During the year ended 30 June 2021, the Company purchased 5,763,916 Ordinary Shares of 1 pence, representing 0.37% of shares in issue, for a total consideration of £6,337,958, excluding costs. The shares purchased will be held in treasury and utilised to satisfy employee share-based award obligations over the next two years. This is in lieu of block listing new shares to satisfy these schemes, as per previous years.
Shares will only be purchased if to do so would result in an increase in earnings per share and is in the best interests of shareholders generally.
Any shares purchased in the market under this authority may either be cancelled or held as treasury shares, which may then be cancelled, sold for cash or used to meet the Company's obligations under its employee share schemes.
This authority will expire at the conclusion of the 2022 Annual General Meeting. The directors intend to seek renewal of the authority at each annual general meeting of the Company.
No dividends have been paid on shares while held in treasury and no voting rights are attached to the treasury shares.
On 1 October 2021, being the latest practicable date prior to the publication of this document, the Company had 4,594,673 options outstanding under its various share schemes. This represents 0.27% of the issued share capital of the Company (excluding the 2,180,467 Ordinary Shares held in treasury as at 1 October 2021). If the existing authority given at the 2020 Annual General Meeting and the authority now being sought by resolution 18 were to be fully used, these options would represent 0.34% of the Company's Ordinary Share capital in issue at that date (excluding the 2,180,467 Ordinary Shares held in treasury as at 1 October 2021).
To consider and, if thought fit, to pass the following resolution as a special resolution:
THAT a general meeting of the Company, other than an annual general meeting, may be called on not less than 14 clear days' notice, such authority to expire at the conclusion of the next annual general meeting of the Company after the date of the passing of this resolution.
Under the Companies Act 2006, all general meetings must be held on 21 days' notice unless shareholders approve a shorter notice period subject to a minimum of 14 clear days. Annual general meetings must continue to be held on at least 21 clear days' notice.
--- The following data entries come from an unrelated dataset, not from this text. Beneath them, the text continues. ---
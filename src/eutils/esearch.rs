//! ESearch: text query to a list of UIDs, optionally stored on the History server

use serde::{Deserialize, Serialize};
use tracing::{debug, info, instrument, warn};

use super::client::{Endpoint, EutilsClient};
use super::parse::{find_elements, find_within, first_text};
use super::request::{Eutility, QueryParams, Request, method_for_payload};
use super::session::{Lineage, PipelineStage, SessionSource, SessionWindow};
use crate::error::{EutilsError, Result};

/// Parameters of an ESearch request
#[derive(Debug, Clone, PartialEq, Eq)]
pub struct ESearchParams {
    pub term: String,
    pub db: String,
    pub usehistory: bool,
    pub retmode: String,
    pub rettype: String,
    /// History server window to search within or append to
    pub session: SessionWindow,
    pub sort: Option<String>,
    pub field: Option<String>,
    pub idtype: Option<String>,
    pub datetype: Option<String>,
    pub reldate: Option<u32>,
    pub mindate: Option<String>,
    pub maxdate: Option<String>,
    pub retstart: u32,
    pub retmax: u32,
}

impl ESearchParams {
    pub fn new(term: impl Into<String>) -> Self {
        Self {
            term: term.into(),
            db: "pubmed".to_string(),
            usehistory: true,
            retmode: "xml".to_string(),
            rettype: "uilist".to_string(),
            session: SessionWindow::default(),
            sort: None,
            field: None,
            idtype: None,
            datetype: None,
            reldate: None,
            mindate: None,
            maxdate: None,
            retstart: 0,
            retmax: 20,
        }
    }

    pub fn with_db(mut self, db: impl Into<String>) -> Self {
        self.db = db.into();
        self
    }

    pub fn with_usehistory(mut self, usehistory: bool) -> Self {
        self.usehistory = usehistory;
        self
    }

    pub fn with_retmode(mut self, retmode: impl Into<String>) -> Self {
        self.retmode = retmode.into();
        self
    }

    pub fn with_rettype(mut self, rettype: impl Into<String>) -> Self {
        self.rettype = rettype.into();
        self
    }

    pub fn with_session(mut self, session: SessionWindow) -> Self {
        self.session = session;
        self
    }

    pub fn with_sort(mut self, sort: impl Into<String>) -> Self {
        self.sort = Some(sort.into());
        self
    }

    pub fn with_field(mut self, field: impl Into<String>) -> Self {
        self.field = Some(field.into());
        self
    }

    pub fn with_idtype(mut self, idtype: impl Into<String>) -> Self {
        self.idtype = Some(idtype.into());
        self
    }

    /// Restrict to records dated within the last `days` days of `datetype`
    pub fn with_reldate(mut self, datetype: impl Into<String>, days: u32) -> Self {
        self.datetype = Some(datetype.into());
        self.reldate = Some(days);
        self
    }

    /// Restrict to records with `datetype` between two dates (YYYY, YYYY/MM or YYYY/MM/DD)
    pub fn with_date_range(
        mut self,
        datetype: impl Into<String>,
        mindate: impl Into<String>,
        maxdate: impl Into<String>,
    ) -> Self {
        self.datetype = Some(datetype.into());
        self.mindate = Some(mindate.into());
        self.maxdate = Some(maxdate.into());
        self
    }

    pub fn with_retstart(mut self, retstart: u32) -> Self {
        self.retstart = retstart;
        self
    }

    pub fn with_retmax(mut self, retmax: u32) -> Self {
        self.retmax = retmax;
        self
    }

    fn to_query(&self) -> QueryParams {
        let mut query = QueryParams::new();
        query.push("term", self.term.trim());
        query.push("db", &self.db);
        query.push("usehistory", if self.usehistory { "y" } else { "n" });
        query.push_non_empty("retmode", &self.retmode);
        query.push_non_empty("rettype", &self.rettype);
        query.push_opt("WebEnv", self.session.webenv.as_deref());
        query.push_opt("query_key", self.session.query_key);
        query.push_opt("sort", self.sort.as_deref());
        query.push_opt("field", self.field.as_deref());
        query.push_opt("idtype", self.idtype.as_deref());
        query.push_opt("datetype", self.datetype.as_deref());
        query.push_opt("reldate", self.reldate);
        query.push_opt("mindate", self.mindate.as_deref());
        query.push_opt("maxdate", self.maxdate.as_deref());
        query.push("retstart", self.retstart.to_string());
        query.push("retmax", self.retmax.to_string());
        query
    }
}

/// Typed view of an ESearch response
#[derive(Debug, Clone, Default, PartialEq, Eq, Serialize, Deserialize)]
pub struct SearchSummary {
    pub count: u64,
    pub retmax: u64,
    pub retstart: u64,
    pub ids: Vec<String>,
    pub session: SessionWindow,
    pub query_translation: Option<String>,
}

/// An ESearch request
#[derive(Clone)]
pub struct ESearch {
    request: Request,
    params: ESearchParams,
    session: Option<SessionWindow>,
}

impl ESearch {
    /// Build an ESearch request
    ///
    /// Fails with [`EutilsError::InvalidQuery`] when the term is blank.
    pub fn new(client: &EutilsClient, params: ESearchParams) -> Result<Self> {
        if params.term.trim().is_empty() {
            return Err(EutilsError::InvalidQuery(
                "Search term cannot be empty".to_string(),
            ));
        }

        let method = method_for_payload(Some(params.term.trim()), 0);
        let request = Request::new(client.clone(), Endpoint::ESearch, params.to_query(), method);

        info!(db = %params.db, term = %params.term, "ESearch request prepared");

        Ok(Self {
            request,
            params,
            session: None,
        })
    }

    pub fn params(&self) -> &ESearchParams {
        &self.params
    }

    pub fn term(&self) -> &str {
        &self.params.term
    }

    pub fn db(&self) -> &str {
        &self.params.db
    }

    /// Session produced by the last response, if any
    pub fn session(&self) -> Option<&SessionWindow> {
        self.session.as_ref()
    }

    /// UIDs listed in the last response
    pub fn ids(&self) -> Vec<String> {
        self.raw()
            .map(|body| find_within(body, "IdList", "Id"))
            .unwrap_or_default()
    }

    /// Counts, UIDs and session of the last response
    ///
    /// `None` until the request has produced a body.
    pub fn summary(&self) -> Option<SearchSummary> {
        let body = self.raw()?;
        let number = |name: &str| {
            first_text(body, name)
                .and_then(|v| v.parse::<u64>().ok())
                .unwrap_or(0)
        };

        Some(SearchSummary {
            count: number("Count"),
            retmax: number("RetMax"),
            retstart: number("RetStart"),
            ids: find_within(body, "IdList", "Id"),
            session: self.session.clone().unwrap_or_default(),
            query_translation: first_text(body, "QueryTranslation"),
        })
    }
}

impl Eutility for ESearch {
    fn request(&self) -> &Request {
        &self.request
    }

    fn request_mut(&mut self) -> &mut Request {
        &mut self.request
    }

    fn stage(&self) -> PipelineStage {
        PipelineStage::ESearch
    }

    fn absorb(&mut self, body: &str) {
        let session = SessionWindow {
            webenv: first_text(body, "WebEnv"),
            query_key: first_text(body, "QueryKey").and_then(|k| k.parse().ok()),
        };

        if let Some(error) = find_elements(body, "ERROR", true).into_iter().next() {
            warn!(term = %self.params.term, "ESearch reported an error: {}", error);
        }
        if self.params.usehistory && !session.is_complete() {
            warn!(term = %self.params.term, "ESearch response carries no complete history session");
        }

        debug!(%session, "ESearch session");
        let mut merged = self.params.session.clone();
        merged.update(session);
        self.session = Some(merged);
    }
}

impl SessionSource for ESearch {
    fn lineage(&self) -> Lineage {
        Lineage {
            db: self.params.db.clone(),
            term: Some(self.params.term.clone()),
            ids: self.ids(),
            idtype: self.params.idtype.clone(),
            usehistory: self.params.usehistory,
            stage: PipelineStage::ESearch,
        }
    }

    fn produced_session(&self) -> Option<SessionWindow> {
        self.session.clone()
    }

    #[instrument(skip(self), fields(term = %self.params.term))]
    async fn execute(&mut self) -> Result<SessionWindow> {
        self.try_results().await?;
        Ok(self.session.clone().unwrap_or_default())
    }
}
This resolution seeks to approve an equivalent authority granted to the directors at last year's Annual General Meeting to call general meetings (other than an annual general meeting) on 14 clear days' notice.
In order to allow for the shorter notice period, the Company will continue to make electronic voting available to all shareholders.
The shorter notice period would not be used as a matter of routine for general meetings, but only where the flexibility is merited by time-sensitive matters and is thought to be to the advantage of shareholders as a whole.
The approval will be effective until the Company's next annual general meeting, when it is intended that a similar resolution will be proposed.
To consider and, if thought fit, to pass the following resolution as a special resolution:
THAT the Articles of Association produced to the meeting and initialled by the Chair of the meeting for the purpose of identification be and are hereby adopted as the Articles of Association of the Company in substitution for, and to the exclusion of, the existing Articles of Association with effect from the conclusion of the meeting.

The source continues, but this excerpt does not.